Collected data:
···
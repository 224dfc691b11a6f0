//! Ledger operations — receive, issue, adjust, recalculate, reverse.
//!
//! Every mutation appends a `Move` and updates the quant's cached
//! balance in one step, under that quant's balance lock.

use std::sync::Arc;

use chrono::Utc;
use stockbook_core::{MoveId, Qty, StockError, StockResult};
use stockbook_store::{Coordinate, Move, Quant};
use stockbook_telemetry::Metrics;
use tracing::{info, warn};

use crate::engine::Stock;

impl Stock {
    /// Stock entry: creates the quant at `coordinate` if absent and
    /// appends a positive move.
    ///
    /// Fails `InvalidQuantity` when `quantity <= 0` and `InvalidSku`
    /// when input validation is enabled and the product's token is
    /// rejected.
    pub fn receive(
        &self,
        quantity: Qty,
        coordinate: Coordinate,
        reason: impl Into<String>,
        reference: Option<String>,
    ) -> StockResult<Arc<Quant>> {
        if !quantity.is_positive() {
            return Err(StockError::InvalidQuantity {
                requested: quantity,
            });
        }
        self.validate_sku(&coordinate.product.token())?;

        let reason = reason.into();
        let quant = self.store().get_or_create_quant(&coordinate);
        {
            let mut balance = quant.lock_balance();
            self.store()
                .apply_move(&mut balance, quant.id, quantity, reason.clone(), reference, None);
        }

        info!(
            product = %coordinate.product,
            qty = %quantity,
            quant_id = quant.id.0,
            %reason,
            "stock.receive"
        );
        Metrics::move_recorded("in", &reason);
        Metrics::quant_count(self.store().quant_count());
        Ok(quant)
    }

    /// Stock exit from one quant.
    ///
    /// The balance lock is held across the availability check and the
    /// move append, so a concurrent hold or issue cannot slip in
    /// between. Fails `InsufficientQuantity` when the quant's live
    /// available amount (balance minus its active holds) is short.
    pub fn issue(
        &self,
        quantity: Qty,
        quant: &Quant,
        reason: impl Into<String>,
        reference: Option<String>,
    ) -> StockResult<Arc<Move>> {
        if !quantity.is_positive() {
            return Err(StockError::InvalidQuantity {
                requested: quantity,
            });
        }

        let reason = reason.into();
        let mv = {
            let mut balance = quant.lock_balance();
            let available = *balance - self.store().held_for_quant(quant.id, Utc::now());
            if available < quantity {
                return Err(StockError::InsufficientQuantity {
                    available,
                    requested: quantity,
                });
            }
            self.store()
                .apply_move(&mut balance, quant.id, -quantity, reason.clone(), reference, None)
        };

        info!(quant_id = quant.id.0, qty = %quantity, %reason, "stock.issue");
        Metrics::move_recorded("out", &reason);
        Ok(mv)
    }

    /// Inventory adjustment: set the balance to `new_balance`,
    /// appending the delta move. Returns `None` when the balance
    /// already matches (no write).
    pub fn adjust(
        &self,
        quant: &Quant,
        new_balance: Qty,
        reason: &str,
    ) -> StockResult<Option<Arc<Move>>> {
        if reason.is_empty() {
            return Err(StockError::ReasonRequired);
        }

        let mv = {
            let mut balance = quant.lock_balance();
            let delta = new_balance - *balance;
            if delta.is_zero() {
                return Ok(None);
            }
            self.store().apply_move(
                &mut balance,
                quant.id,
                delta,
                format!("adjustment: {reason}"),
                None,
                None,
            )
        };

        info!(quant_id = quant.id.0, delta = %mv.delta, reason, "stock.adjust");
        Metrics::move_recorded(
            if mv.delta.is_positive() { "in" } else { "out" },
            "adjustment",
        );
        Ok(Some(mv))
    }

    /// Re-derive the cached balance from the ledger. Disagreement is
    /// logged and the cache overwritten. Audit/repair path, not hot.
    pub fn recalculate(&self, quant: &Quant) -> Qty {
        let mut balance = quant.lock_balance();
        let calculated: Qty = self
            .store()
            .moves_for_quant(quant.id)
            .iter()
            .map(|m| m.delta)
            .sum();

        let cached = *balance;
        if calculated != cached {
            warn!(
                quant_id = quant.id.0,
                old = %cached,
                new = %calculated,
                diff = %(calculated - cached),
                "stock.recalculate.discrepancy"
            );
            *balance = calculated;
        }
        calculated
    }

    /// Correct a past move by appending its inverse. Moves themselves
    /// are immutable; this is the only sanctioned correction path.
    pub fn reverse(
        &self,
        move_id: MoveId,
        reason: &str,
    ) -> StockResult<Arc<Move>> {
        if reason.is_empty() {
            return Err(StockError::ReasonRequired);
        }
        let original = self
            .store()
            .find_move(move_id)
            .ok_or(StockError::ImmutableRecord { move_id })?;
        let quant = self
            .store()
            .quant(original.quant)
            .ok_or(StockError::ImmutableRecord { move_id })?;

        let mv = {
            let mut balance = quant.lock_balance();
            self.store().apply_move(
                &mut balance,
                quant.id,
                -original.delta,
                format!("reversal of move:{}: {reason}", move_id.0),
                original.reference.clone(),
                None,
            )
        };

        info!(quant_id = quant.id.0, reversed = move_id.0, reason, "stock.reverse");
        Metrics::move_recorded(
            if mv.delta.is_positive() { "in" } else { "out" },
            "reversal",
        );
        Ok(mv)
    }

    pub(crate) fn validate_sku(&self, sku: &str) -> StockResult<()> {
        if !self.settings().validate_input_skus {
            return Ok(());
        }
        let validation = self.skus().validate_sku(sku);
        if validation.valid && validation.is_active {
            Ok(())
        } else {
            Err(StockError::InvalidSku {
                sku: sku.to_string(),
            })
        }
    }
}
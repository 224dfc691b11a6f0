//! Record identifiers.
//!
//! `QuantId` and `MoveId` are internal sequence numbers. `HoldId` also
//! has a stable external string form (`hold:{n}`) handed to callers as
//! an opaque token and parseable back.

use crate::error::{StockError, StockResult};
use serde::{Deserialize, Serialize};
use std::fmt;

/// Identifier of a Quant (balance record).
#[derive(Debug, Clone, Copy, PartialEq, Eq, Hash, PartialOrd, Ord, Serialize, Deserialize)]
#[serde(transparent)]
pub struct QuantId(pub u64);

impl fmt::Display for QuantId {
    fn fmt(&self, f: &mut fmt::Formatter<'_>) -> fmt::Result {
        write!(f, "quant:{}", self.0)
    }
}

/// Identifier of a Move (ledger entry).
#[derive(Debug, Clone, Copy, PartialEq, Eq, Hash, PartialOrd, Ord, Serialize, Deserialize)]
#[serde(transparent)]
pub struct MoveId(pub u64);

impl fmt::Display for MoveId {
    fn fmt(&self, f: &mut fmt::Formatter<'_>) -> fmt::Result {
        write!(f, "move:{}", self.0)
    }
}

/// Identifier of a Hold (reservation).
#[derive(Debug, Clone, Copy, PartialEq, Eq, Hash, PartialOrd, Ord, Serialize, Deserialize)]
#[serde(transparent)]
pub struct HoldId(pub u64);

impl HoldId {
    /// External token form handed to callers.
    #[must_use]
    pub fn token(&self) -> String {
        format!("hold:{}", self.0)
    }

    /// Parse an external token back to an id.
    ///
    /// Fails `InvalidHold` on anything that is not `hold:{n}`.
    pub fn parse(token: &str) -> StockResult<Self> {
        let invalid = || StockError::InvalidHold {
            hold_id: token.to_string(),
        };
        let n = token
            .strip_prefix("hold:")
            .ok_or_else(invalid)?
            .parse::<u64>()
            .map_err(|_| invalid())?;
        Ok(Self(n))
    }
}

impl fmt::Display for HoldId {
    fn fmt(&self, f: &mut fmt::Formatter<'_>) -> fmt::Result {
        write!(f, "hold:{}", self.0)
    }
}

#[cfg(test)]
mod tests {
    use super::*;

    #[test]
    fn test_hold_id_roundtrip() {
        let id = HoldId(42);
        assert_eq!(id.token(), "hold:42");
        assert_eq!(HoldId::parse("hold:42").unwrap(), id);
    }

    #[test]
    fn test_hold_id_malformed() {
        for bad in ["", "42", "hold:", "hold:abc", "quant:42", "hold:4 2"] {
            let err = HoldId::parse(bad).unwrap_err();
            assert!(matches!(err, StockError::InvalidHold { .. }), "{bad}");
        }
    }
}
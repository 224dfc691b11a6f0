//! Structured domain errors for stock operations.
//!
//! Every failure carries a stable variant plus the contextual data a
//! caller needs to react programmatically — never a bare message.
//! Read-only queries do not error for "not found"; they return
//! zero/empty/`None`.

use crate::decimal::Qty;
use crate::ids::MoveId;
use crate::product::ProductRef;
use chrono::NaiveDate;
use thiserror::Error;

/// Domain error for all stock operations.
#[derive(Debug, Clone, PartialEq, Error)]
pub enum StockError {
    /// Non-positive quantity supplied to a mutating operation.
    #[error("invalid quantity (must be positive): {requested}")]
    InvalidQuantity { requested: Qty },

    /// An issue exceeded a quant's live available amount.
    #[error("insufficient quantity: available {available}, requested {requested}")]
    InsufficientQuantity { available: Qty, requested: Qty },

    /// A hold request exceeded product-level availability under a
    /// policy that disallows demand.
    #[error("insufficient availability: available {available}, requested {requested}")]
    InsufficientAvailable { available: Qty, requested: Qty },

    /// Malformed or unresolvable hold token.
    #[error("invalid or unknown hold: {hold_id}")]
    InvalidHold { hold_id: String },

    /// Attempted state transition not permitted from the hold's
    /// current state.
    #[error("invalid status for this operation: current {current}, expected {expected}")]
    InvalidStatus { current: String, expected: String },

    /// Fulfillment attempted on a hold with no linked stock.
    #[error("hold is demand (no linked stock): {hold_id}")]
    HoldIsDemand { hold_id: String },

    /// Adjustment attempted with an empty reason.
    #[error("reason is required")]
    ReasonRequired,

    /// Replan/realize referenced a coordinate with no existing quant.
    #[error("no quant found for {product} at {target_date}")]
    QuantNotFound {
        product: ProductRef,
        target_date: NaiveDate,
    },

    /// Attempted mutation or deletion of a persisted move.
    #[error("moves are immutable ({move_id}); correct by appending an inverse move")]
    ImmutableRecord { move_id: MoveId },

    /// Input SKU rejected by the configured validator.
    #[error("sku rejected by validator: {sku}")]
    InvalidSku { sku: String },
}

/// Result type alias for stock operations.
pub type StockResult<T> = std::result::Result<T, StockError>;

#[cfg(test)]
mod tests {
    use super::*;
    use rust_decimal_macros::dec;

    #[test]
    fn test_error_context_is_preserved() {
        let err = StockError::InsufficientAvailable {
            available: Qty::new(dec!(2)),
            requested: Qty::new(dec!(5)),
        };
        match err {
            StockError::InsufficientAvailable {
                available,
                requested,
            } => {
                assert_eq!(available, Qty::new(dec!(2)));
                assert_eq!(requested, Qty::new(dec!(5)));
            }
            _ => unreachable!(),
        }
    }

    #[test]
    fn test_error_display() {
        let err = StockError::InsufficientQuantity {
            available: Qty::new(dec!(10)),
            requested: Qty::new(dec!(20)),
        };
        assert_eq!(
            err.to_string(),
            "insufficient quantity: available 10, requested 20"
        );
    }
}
···
• _PROBLEM DESCRIPTION_: Look above for every line with the word "ProductRef" and copy it.

• _THE ANSWER_:
use crate::product::ProductRef;
        product: ProductRef,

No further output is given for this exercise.